What you need to do> Across the material below, how many lines hold the word "ScheduleId"? Only the number should be given.

Records for processing>
//! Open shift request handlers and the manager's direct assignment.

use anyhow::Result;
use async_trait::async_trait;
use serde::{Deserialize, Serialize};
use tracing::{info, instrument, warn};

use super::{
    change_request_not_found, connection, created_shifts, employee, parse_body, parse_cached,
    ChangeHandler, HandlerRequest, Resolved, Services,
};
use crate::classify::{ClassifiedItem, Route};
use crate::db::{cache, ledger};
use crate::error::ErrorCode;
use crate::gateway::OpenShiftCommand;
use crate::guard::{replay, run_guarded};
use crate::model::{
    ActorRole, CachedResult, ChangeOutcome, EmployeeRecord, HttpMethod, OpenShiftRequestBody,
    ScheduleId, ShiftBody, ShiftRecord, Transition,
};

#[derive(Debug, Clone, Serialize, Deserialize)]
#[serde(rename_all = "camelCase")]
struct CachedOpenShiftRequest {
    request: OpenShiftRequestBody,
    command: OpenShiftCommand,
}

async fn load_cached(
    services: &Services,
    team_id: &str,
    request_id: &str,
) -> Result<Option<CachedOpenShiftRequest>> {
    Ok(parse_cached(
        services.requests.load_request(team_id, request_id).await?,
    ))
}

fn open_shift_not_found(id: &str) -> ChangeOutcome {
    ChangeOutcome::not_found(
        ErrorCode::OpenShiftNotFound,
        format!("Open shift {id} was not found"),
    )
}

async fn open_shift_command(
    services: &Services,
    team_id: &str,
    body: &OpenShiftRequestBody,
) -> Result<Resolved<OpenShiftCommand>> {
    if let Some(cached) = load_cached(services, team_id, &body.id).await? {
        return Ok(Ok(cached.command));
    }

    let connection = match connection(services, team_id).await? {
        Ok(c) => c,
        Err(outcome) => return Ok(Err(outcome)),
    };
    let schedule = ScheduleId::open_shifts(team_id);
    let Some(open_shift) = cache::find_shift(&services.pool, &schedule, &body.open_shift_id).await? else {
        return Ok(Err(open_shift_not_found(&body.open_shift_id)));
    };
    let employee = match employee(services, &body.sender_user_id).await? {
        Ok(e) => e,
        Err(outcome) => return Ok(Err(outcome)),
    };

    Ok(Ok(OpenShiftCommand {
        wfm_request_id: None,
        bu_id: connection.wfm_bu_id,
        time_zone_id: connection.time_zone_id,
        open_shift,
        employee,
        message: None,
    }))
}

/// Take one slot from `open_shift` and record the assignee's new shift.
///
/// The open shift record disappears from the cache once its quantity reaches
/// zero. The new record is keyed by `new_frontend_id` when the front end
/// already created the shift, otherwise by its WFM id until the next sync.
/// Without a WFM id for the new shift nothing is recorded; the next pull sync
/// creates it by WFM identity.
pub(crate) async fn assign_from_open_shift(
    services: &Services,
    team_id: &str,
    open_shift: &ShiftRecord,
    assignee: &EmployeeRecord,
    new_frontend_id: Option<String>,
    new_wfm_id: Option<String>,
) -> Result<Option<ShiftRecord>> {
    let week = open_shift.week_start();
    let open_schedule = ScheduleId::open_shifts(team_id);
    let remaining = cache::update(&services.pool, &services.settings, &open_schedule, week, |leased| {
        leased.decrement_quantity(&open_shift.frontend_id)
    })
    .await?;
    match remaining {
        Some(left) => info!(open_shift = %open_shift.frontend_id, remaining = left, "open shift slot taken"),
        None => warn!(open_shift = %open_shift.frontend_id, %week, "open shift missing from cache partition"),
    }

    let Some(wfm_id) = new_wfm_id else {
        warn!(
            open_shift = %open_shift.frontend_id,
            assignee = %assignee.frontend_id,
            "WFM returned no id for the assigned shift; leaving it to the next sync"
        );
        return Ok(None);
    };
    let record = ShiftRecord {
        frontend_id: new_frontend_id.unwrap_or_else(|| wfm_id.clone()),
        wfm_id,
        frontend_employee_id: assignee.frontend_id.clone(),
        wfm_employee_id: assignee.wfm_id.clone(),
        quantity: 1,
        ..open_shift.clone()
    };
    cache::update(
        &services.pool,
        &services.settings,
        &ScheduleId::shifts(team_id),
        week,
        |leased| leased.upsert(record.clone()),
    )
    .await?;
    Ok(Some(record))
}

fn request_id_of(item: &ClassifiedItem<'_>) -> String {
    match &item.route {
        Route::OpenShiftRequest { id } => id.clone(),
        _ => item.item.id.clone(),
    }
}

pub struct SenderCreateOpenShiftRequest;

#[async_trait]
impl ChangeHandler for SenderCreateOpenShiftRequest {
    fn name(&self) -> &'static str {
        "sender_create_open_shift_request"
    }

    fn can_handle(&self, items: &[ClassifiedItem<'_>]) -> Option<usize> {
        items
            .iter()
            .position(|i| i.is_open_shift_request() && i.method() == HttpMethod::Post)
    }

    #[instrument(skip_all, fields(team_id = request.team_id))]
    async fn handle(&self, services: &Services, request: &HandlerRequest<'_>) -> Result<ChangeOutcome> {
        let Some(body) = parse_body::<OpenShiftRequestBody>(request.matched) else {
            return Ok(change_request_not_found(&request.matched.item.id));
        };
        let mut command = resolve!(open_shift_command(services, request.team_id, &body).await?);
        command.message = body.sender_message.clone();

        let key = body.txn_key();
        let (command, body, team_id) = (&command, &body, request.team_id);
        let guarded = run_guarded(&services.pool, &services.settings, &key, ActorRole::Sender, move || async move {
            let result = services.wfm.create_open_shift_request(command).await?;
            if result.success {
                let cached = CachedOpenShiftRequest {
                    request: body.clone(),
                    command: OpenShiftCommand {
                        wfm_request_id: result.entity_id.clone(),
                        ..command.clone()
                    },
                };
                services
                    .requests
                    .save_request(team_id, &body.id, &serde_json::to_string(&cached)?)
                    .await?;
            } else {
                warn!(request_id = %body.id, code = ?result.error_code, "WFM rejected open shift request");
            }
            Ok(result.to_cached())
        })
        .await?;
        Ok(guarded.outcome())
    }
}

pub struct ManagerOpenShiftRequest;

#[async_trait]
impl ChangeHandler for ManagerOpenShiftRequest {
    fn name(&self) -> &'static str {
        "manager_open_shift_request"
    }

    fn can_handle(&self, items: &[ClassifiedItem<'_>]) -> Option<usize> {
        items.iter().position(|i| {
            i.is_open_shift_request()
                && i.method() == HttpMethod::Put
                && matches!(
                    i.transition,
                    Some(Transition::ManagerApproved | Transition::ManagerDeclined)
                )
        })
    }

    #[instrument(skip_all, fields(team_id = request.team_id))]
    async fn handle(&self, services: &Services, request: &HandlerRequest<'_>) -> Result<ChangeOutcome> {
        let Some(body) = parse_body::<OpenShiftRequestBody>(request.matched) else {
            return Ok(change_request_not_found(&request.matched.item.id));
        };
        let key = body.txn_key();
        if let Some(outcome) = replay(&services.pool, &key, ActorRole::Manager).await? {
            return Ok(outcome);
        }
        let approve = request.matched.transition.map_or(false, |t| t.is_approval());
        let mut command = resolve!(open_shift_command(services, request.team_id, &body).await?);
        command.message = body.manager_action_message.clone();

        let (command, team_id, items) = (&command, request.team_id, request.items);
        let guarded = run_guarded(&services.pool, &services.settings, &key, ActorRole::Manager, move || async move {
            let result = services
                .wfm
                .manager_approve_open_shift_request(command, approve)
                .await?;
            if !approve {
                return Ok(result.to_cached());
            }
            if !result.success {
                // A shift that could not be claimed is no longer assignable.
                let message = result.error_message.clone().unwrap_or_default();
                warn!(code = ?result.error_code, %message, "open shift claim failed; declining request");
                let declined = services
                    .wfm
                    .manager_approve_open_shift_request(command, false)
                    .await?;
                if !declined.success {
                    return Ok(declined.to_cached());
                }
                return Ok(CachedResult::failure(
                    200,
                    ErrorCode::OpenShiftRequestDeclined.as_str(),
                    message,
                ));
            }

            let created = created_shifts(items);
            let new_shift = created
                .iter()
                .find(|s| s.user_id.as_deref() == Some(command.employee.frontend_id.as_str()))
                .or_else(|| created.first())
                .map(|s| s.id.clone());
            assign_from_open_shift(
                services,
                team_id,
                &command.open_shift,
                &command.employee,
                new_shift,
                result.entity_id.clone(),
            )
            .await?;
            Ok(result.to_cached())
        })
        .await?;

        if guarded.ran_successfully() {
            services.requests.delete_request(request.team_id, &body.id).await?;
        }
        Ok(guarded.outcome())
    }
}

pub struct CancelOpenShiftRequest;

#[async_trait]
impl ChangeHandler for CancelOpenShiftRequest {
    fn name(&self) -> &'static str {
        "cancel_open_shift_request"
    }

    fn can_handle(&self, items: &[ClassifiedItem<'_>]) -> Option<usize> {
        items.iter().position(|i| {
            i.is_open_shift_request()
                && (i.method() == HttpMethod::Delete
                    || i.transition == Some(Transition::SystemDeclined))
        })
    }

    #[instrument(skip_all, fields(team_id = request.team_id))]
    async fn handle(&self, services: &Services, request: &HandlerRequest<'_>) -> Result<ChangeOutcome> {
        let request_id = request_id_of(request.matched);
        let cached = load_cached(services, request.team_id, &request_id).await?;
        let body = parse_body::<OpenShiftRequestBody>(request.matched)
            .or_else(|| cached.as_ref().map(|c| c.request.clone()));
        let Some(body) = body else {
            return Ok(change_request_not_found(&request_id));
        };

        ledger::clear(&services.pool, &body.txn_key()).await?;
        services.requests.delete_request(request.team_id, &body.id).await?;

        let command = match cached {
            Some(cached) => cached.command,
            None => resolve!(open_shift_command(services, request.team_id, &body).await?),
        };
        let result = services.wfm.cancel_open_shift_request(&command).await?;
        Ok(ChangeOutcome::from(&result.to_cached()))
    }
}

/// A manager assigning an open shift directly: exactly one open shift PUT and
/// the assignee's new shift POST, nothing else.
pub struct ManagerAssignOpenShift;

#[async_trait]
impl ChangeHandler for ManagerAssignOpenShift {
    fn name(&self) -> &'static str {
        "manager_assign_open_shift"
    }

    fn can_handle(&self, items: &[ClassifiedItem<'_>]) -> Option<usize> {
        if items.len() != 2 {
            return None;
        }
        let open = items
            .iter()
            .position(|i| i.is_open_shift() && i.method() == HttpMethod::Put)?;
        let shift = items
            .iter()
            .position(|i| i.is_shift() && i.method() == HttpMethod::Post)?;
        (open != shift).then_some(open)
    }

    #[instrument(skip_all, fields(team_id = request.team_id))]
    async fn handle(&self, services: &Services, request: &HandlerRequest<'_>) -> Result<ChangeOutcome> {
        let Route::OpenShift { id: open_shift_id } = &request.matched.route else {
            return Ok(ChangeOutcome::error(400, ErrorCode::InvalidRequest, "Not an open shift"));
        };
        let new_shift = request
            .items
            .iter()
            .find(|i| i.is_shift() && i.method() == HttpMethod::Post)
            .and_then(parse_body::<ShiftBody>);
        let Some(new_shift) = new_shift else {
            return Ok(change_request_not_found(&request.matched.item.id));
        };
        let Some(user_id) = new_shift.user_id.as_deref() else {
            return Ok(ChangeOutcome::error(
                400,
                ErrorCode::InvalidRequest,
                "Assigned shift carries no user",
            ));
        };

        let key = format!("{open_shift_id}_{}", new_shift.id);
        if let Some(outcome) = replay(&services.pool, &key, ActorRole::Manager).await? {
            return Ok(outcome);
        }
        let connection = resolve!(connection(services, request.team_id).await?);
        let schedule = ScheduleId::open_shifts(request.team_id);
        let Some(open_shift) = cache::find_shift(&services.pool, &schedule, open_shift_id).await? else {
            return Ok(open_shift_not_found(open_shift_id));
        };
        let assignee = resolve!(employee(services, user_id).await?);
        let manager = match parse_body::<ShiftBody>(request.matched)
            .as_ref()
            .and_then(ShiftBody::modified_by)
        {
            Some(id) => services.directory.get_employee(id).await?,
            None => None,
        };

        let (open_shift, assignee, manager, new_shift) = (&open_shift, &assignee, &manager, &new_shift);
        let team_id = request.team_id;
        let bu_id = connection.wfm_bu_id.as_str();
        let guarded = run_guarded(&services.pool, &services.settings, &key, ActorRole::Manager, move || async move {
            let result = services
                .wfm
                .manager_assign_open_shift(bu_id, open_shift, manager.as_ref(), assignee)
                .await?;
            if result.success {
                assign_from_open_shift(
                    services,
                    team_id,
                    open_shift,
                    assignee,
                    Some(new_shift.id.clone()),
                    result.entity_id.clone(),
                )
                .await?;
            } else {
                warn!(code = ?result.error_code, "WFM rejected open shift assignment");
            }
            Ok(result.to_cached())
        })
        .await?;
        Ok(guarded.outcome())
    }
}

Answer section> 5